== MATERIAL FOR THIS EXERCISE ==

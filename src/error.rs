//! The [`ProjectionError`] type returned by the checked projection
//! constructors.

use thiserror::Error;

/// Errors returned by the checked projection constructors
/// ([`Mat4::try_frustum`] and [`Mat4::try_perspective`]).
///
/// The unchecked constructors never fail; they document their preconditions
/// and leave degenerate numeric output as the symptom of violating them.
///
/// [`Mat4::try_frustum`]: crate::Mat4::try_frustum
/// [`Mat4::try_perspective`]: crate::Mat4::try_perspective
#[derive(Debug, Clone, Copy, PartialEq, Error)]
pub enum ProjectionError {
    /// Clip distances that cannot form a perspective depth range.
    #[error("invalid depth range: near {near} and far {far} must be positive with far > near")]
    DepthRange {
        /// Near clip distance as passed by the caller.
        near: f32,
        /// Far clip distance as passed by the caller.
        far: f32,
    },

    /// Left/right or bottom/top clipping planes that coincide.
    #[error("clipping planes describe an empty volume ({left}..{right} x {bottom}..{top})")]
    DegeneratePlanes {
        /// Left vertical clipping plane.
        left: f32,
        /// Right vertical clipping plane.
        right: f32,
        /// Bottom horizontal clipping plane.
        bottom: f32,
        /// Top horizontal clipping plane.
        top: f32,
    },

    /// Vertical field of view outside the open interval (0, 180) degrees.
    #[error("field of view must be between 0 and 180 degrees, got {0}")]
    FieldOfView(f32),

    /// Aspect ratio that is zero or negative.
    #[error("aspect ratio must be positive, got {0}")]
    AspectRatio(f32),
}
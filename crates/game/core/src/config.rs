//! Framework-wide tunables.

/// Central holder for gameplay constants.
///
/// Kept as associated consts so call sites read `GameConfig::STRONG_FACTOR`
/// rather than scattering magic numbers.
pub struct GameConfig;

impl GameConfig {
    /// Stat value reported when no stat formula has been registered.
    pub const DEFAULT_STAT: i32 = 1;

    /// Damage multiplier when the offensive element is strong over the
    /// defensive one.
    pub const STRONG_FACTOR: f64 = 2.0;

    /// Damage multiplier when the offensive element is weak over the
    /// defensive one.
    pub const WEAK_FACTOR: f64 = 0.5;

    /// Damage multiplier when the offensive element has no effect.
    pub const USELESS_FACTOR: f64 = 0.0;

    /// Damage multiplier for unrelated elements.
    pub const NEUTRAL_FACTOR: f64 = 1.0;

    /// Frame delta assumed when no frame-time source is configured (60 fps).
    pub const DEFAULT_FRAME_DELTA: f64 = 0.016666;
}
//! Opaque per-entity data carried by creatures, effects, states, skills,
//! and items.

use std::any::Any;
use std::fmt;
use std::rc::Rc;

use crate::save::SaveValue;

/// Consumer-defined data attached to an entity.
///
/// `Value` payloads are plain save values and serialize unchanged (the
/// default codec passthrough). `Opaque` payloads carry an arbitrary typed
/// value and only survive a save pass when a codec has been registered for
/// their owning category and kind.
#[derive(Default)]
pub enum Payload {
    #[default]
    Empty,
    Value(Rc<SaveValue>),
    Opaque(Box<dyn Any>),
}

impl Payload {
    /// Wraps a typed value into an opaque payload.
    pub fn opaque<T: Any>(value: T) -> Self {
        Self::Opaque(Box::new(value))
    }

    pub fn value(value: Rc<SaveValue>) -> Self {
        Self::Value(value)
    }

    pub fn is_empty(&self) -> bool {
        matches!(self, Self::Empty)
    }

    pub fn as_value(&self) -> Option<&Rc<SaveValue>> {
        match self {
            Self::Value(value) => Some(value),
            _ => None,
        }
    }

    /// Borrows the opaque payload as `T`, when it is one.
    pub fn downcast_ref<T: Any>(&self) -> Option<&T> {
        match self {
            Self::Opaque(boxed) => boxed.downcast_ref(),
            _ => None,
        }
    }

    pub fn downcast_mut<T: Any>(&mut self) -> Option<&mut T> {
        match self {
            Self::Opaque(boxed) => boxed.downcast_mut(),
            _ => None,
        }
    }
}

impl fmt::Debug for Payload {
    fn fmt(&self, f: &mut fmt::Formatter<'_>) -> fmt::Result {
        match self {
            Self::Empty => f.write_str("Payload::Empty"),
            Self::Value(value) => f.debug_tuple("Payload::Value").field(value).finish(),
            Self::Opaque(_) => f.write_str("Payload::Opaque(..)"),
        }
    }
}

impl From<Rc<SaveValue>> for Payload {
    fn from(value: Rc<SaveValue>) -> Self {
        Self::Value(value)
    }
}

===

DIRECTIONS FOR THIS TASK:
Out of the records above, pick each line that contains the string "Damage".

SOLUTION FOR THIS TASK:
    /// Damage multiplier when the offensive element is strong over the
    /// Damage multiplier when the offensive element is weak over the
    /// Damage multiplier when the offensive element has no effect.
    /// Damage multiplier for unrelated elements.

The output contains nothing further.